Alexis Moncorgé, acteur flibustier
Après le gros succès d’Amok en 2016 (qui lui vaut le Molière de la révélation masculine), Alexis Moncorgé, nous embarque sur les planches du Petit-Montparnasse, dans un récit fort et haletant, sur fond de naufrage, de conquistadors, de choc des cultures et de recherches obsessionnelles d’une cité mythique. Un rendez-vous avec le spectateur mûrement préparé, pour celui qui interprète et signe également l’écriture du texte, accompagné à la mise en scène par la fidèle et talentueuse Caroline Darnay.
C’est dans le Foyer du Théâtre Montparnasse, par un bel après-midi d’été indien (tiens, donc !), que je rencontre Alexis Moncorgé pour me parler de cette nouvelle proposition de théâtre, née de son goût du voyage, quand il jouait Amok.
« J’ai beaucoup voyagé en Amérique du Sud et à travers cette rencontre forte avec cette culture différente, j’ai commencé à lire beaucoup de livres sur cette collision de l’Europe d’avec l’Amérique latine. Et j’ai mis le doigt dans un engrenage. Ça fourmillait de choses, c’était très dense, très fort. Et au milieu de toutes ces histoires que j’ai pu lire, je suis tombé sur celle de cet homme qui marche à contre-courant de son époque, qui tourne le dos à la mère patrie en soignant, de village en village. Je trouvais que le symbole était très fort, sur cette main tendue à l’altérité ».
On ne sait pas grand-chose, au fond, de ce conquistador espagnol, Alvar Nuñez Cabeza de Vaca, dont s’inspire le récit, si ce n’est un rapport militaire de ce dernier envoyé à Charles Quint.

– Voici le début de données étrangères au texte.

//! Counters for the emit and dispatch paths
//!
//! Every silent rejection is counted here so that dropped traffic stays
//! observable without surfacing errors to callers.

use std::sync::atomic::{AtomicU64, Ordering};

/// Metrics collector for one registry
#[derive(Debug, Default)]
pub struct Metrics {
    /// Envelopes handed to the transport
    pub emitted: AtomicU64,
    /// Emits dropped before reaching the transport (unknown id, bad payload)
    pub emit_rejected: AtomicU64,
    /// Raw inbound messages seen by the dispatcher
    pub received: AtomicU64,
    /// Inbound messages dropped (foreign, malformed, unknown id)
    pub dropped: AtomicU64,
    /// Total listener callbacks invoked
    pub listener_calls: AtomicU64,
}

impl Metrics {
    /// Create a new metrics collector
    pub fn new() -> Self {
        Self::default()
    }

    pub fn record_emitted(&self) {
        self.emitted.fetch_add(1, Ordering::Relaxed);
    }

    pub fn record_emit_rejected(&self) {
        self.emit_rejected.fetch_add(1, Ordering::Relaxed);
    }

    pub fn record_received(&self) {
        self.received.fetch_add(1, Ordering::Relaxed);
    }

    pub fn record_dropped(&self) {
        self.dropped.fetch_add(1, Ordering::Relaxed);
    }

    /// Record a completed dispatch pass that invoked `calls` listeners
    pub fn record_listener_calls(&self, calls: usize) {
        self.listener_calls.fetch_add(calls as u64, Ordering::Relaxed);
    }

    /// Get current metrics snapshot
    pub fn snapshot(&self) -> MetricsSnapshot {
        MetricsSnapshot {
            emitted: self.emitted.load(Ordering::Relaxed),
            emit_rejected: self.emit_rejected.load(Ordering::Relaxed),
            received: self.received.load(Ordering::Relaxed),
            dropped: self.dropped.load(Ordering::Relaxed),
            listener_calls: self.listener_calls.load(Ordering::Relaxed),
        }
    }
}

/// Point-in-time copy of [`Metrics`]
#[derive(Debug, Clone, Copy, Default, PartialEq, Eq)]
pub struct MetricsSnapshot {
    pub emitted: u64,
    pub emit_rejected: u64,
    pub received: u64,
    pub dropped: u64,
    pub listener_calls: u64,
}
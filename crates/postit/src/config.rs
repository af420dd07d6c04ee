//! Registry configuration from environment variables.

use std::env;

use url::Url;

use crate::error::ConfigError;
use crate::{ANY_ORIGIN, PROTOCOL_TAG};

/// Default origin used when the local context has no real location.
pub const DEFAULT_ORIGIN: &str = "http://localhost";

/// Configuration for one registry.
#[derive(Debug, Clone, PartialEq, Eq)]
pub struct RegistryConfig {
    /// Origin of the local context. Written into the `__origin` field of
    /// every outgoing envelope.
    pub origin: String,

    /// Shared-secret tag identifying the protocol on the wire.
    pub protocol_tag: String,
}

impl Default for RegistryConfig {
    fn default() -> Self {
        Self {
            origin: DEFAULT_ORIGIN.to_string(),
            protocol_tag: PROTOCOL_TAG.to_string(),
        }
    }
}

impl RegistryConfig {
    /// Create configuration from environment variables.
    ///
    /// # Environment Variables
    ///
    /// - `POSTIT_ORIGIN`: Local origin (default: http://localhost)
    /// - `POSTIT_PROTOCOL_TAG`: Shared-secret protocol tag (default: postit)
    pub fn from_env() -> Self {
        Self {
            origin: env::var("POSTIT_ORIGIN").unwrap_or_else(|_| DEFAULT_ORIGIN.to_string()),
            protocol_tag: env::var("POSTIT_PROTOCOL_TAG")
                .unwrap_or_else(|_| PROTOCOL_TAG.to_string()),
        }
    }

    /// Builder-style method to set the local origin
    pub fn with_origin(mut self, origin: impl Into<String>) -> Self {
        self.origin = origin.into();
        self
    }

    /// Builder-style method to set the protocol tag
    pub fn with_protocol_tag(mut self, tag: impl Into<String>) -> Self {
        self.protocol_tag = tag.into();
        self
    }

    /// Validate the configuration and normalize the origin.
    ///
    /// The origin may be given as any URL; only its scheme, host and port
    /// are kept (`http://www.foo.com/bar?x` becomes `http://www.foo.com`).
    pub fn validate(mut self) -> Result<Self, ConfigError> {
        if self.protocol_tag.is_empty() {
            return Err(ConfigError::EmptyTag);
        }
        self.origin = normalize_origin(&self.origin)?;
        Ok(self)
    }
}

/// Reduce a URL to its origin (`scheme://host[:port]`).
///
/// `"*"` is passed through untouched since it is the wildcard target filter.
pub fn normalize_origin(raw: &str) -> Result<String, ConfigError> {
    if raw == ANY_ORIGIN {
        return Ok(raw.to_string());
    }

    let url = Url::parse(raw).map_err(|_| ConfigError::InvalidOrigin(raw.to_string()))?;
    let origin = url.origin();
    if !origin.is_tuple() {
        return Err(ConfigError::InvalidOrigin(raw.to_string()));
    }
    Ok(origin.ascii_serialization())
}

La grande aventure de l’écriture
De quoi permettre à Moncorgé d’explorer, en toute liberté, dans la plume puis dans le jeu, cet univers d’aventuriers du XVIème siècle et de créer ainsi toute une galerie de personnages bien picaresques. Tout ce petit monde, conquistadors et Indiens inclus, a pour obsession de trouver, à tout prix, Eldorado, cité mythique pour les Espagnols et sacrée pour les Indiens, qui en ont depuis perdu la trace. « Tous à sa recherche, ils vont, en fait, tous finir errants. Dans ce sens, je pense que l’histoire de l’Amérique est d’abord une histoire d’exil et d’errance. »
Alexis Moncorgé imagine alors sur scène un décor de désolation, où l’on sent en même temps la matière, la poussière, la plage, le sable, le désert… « J’avais tout ça bien en tête. Et avec cette équipe artistique dont je connaissais bien le travail, on a tous été dans le même sens. Avec une cohésion dans le spectacle à tous les niveaux et une forme d’harmonie aussi. Celle justement que le héros découvre lors de son périple. Contrairement à ce que lui dit sa mère, la richesse, c’est autre chose. C’est être en adéquation entre soi et le monde. C’est le récit d’une quête initiatique, c’est L’Odyssée, c’est Homère. J’ai rien inventé ».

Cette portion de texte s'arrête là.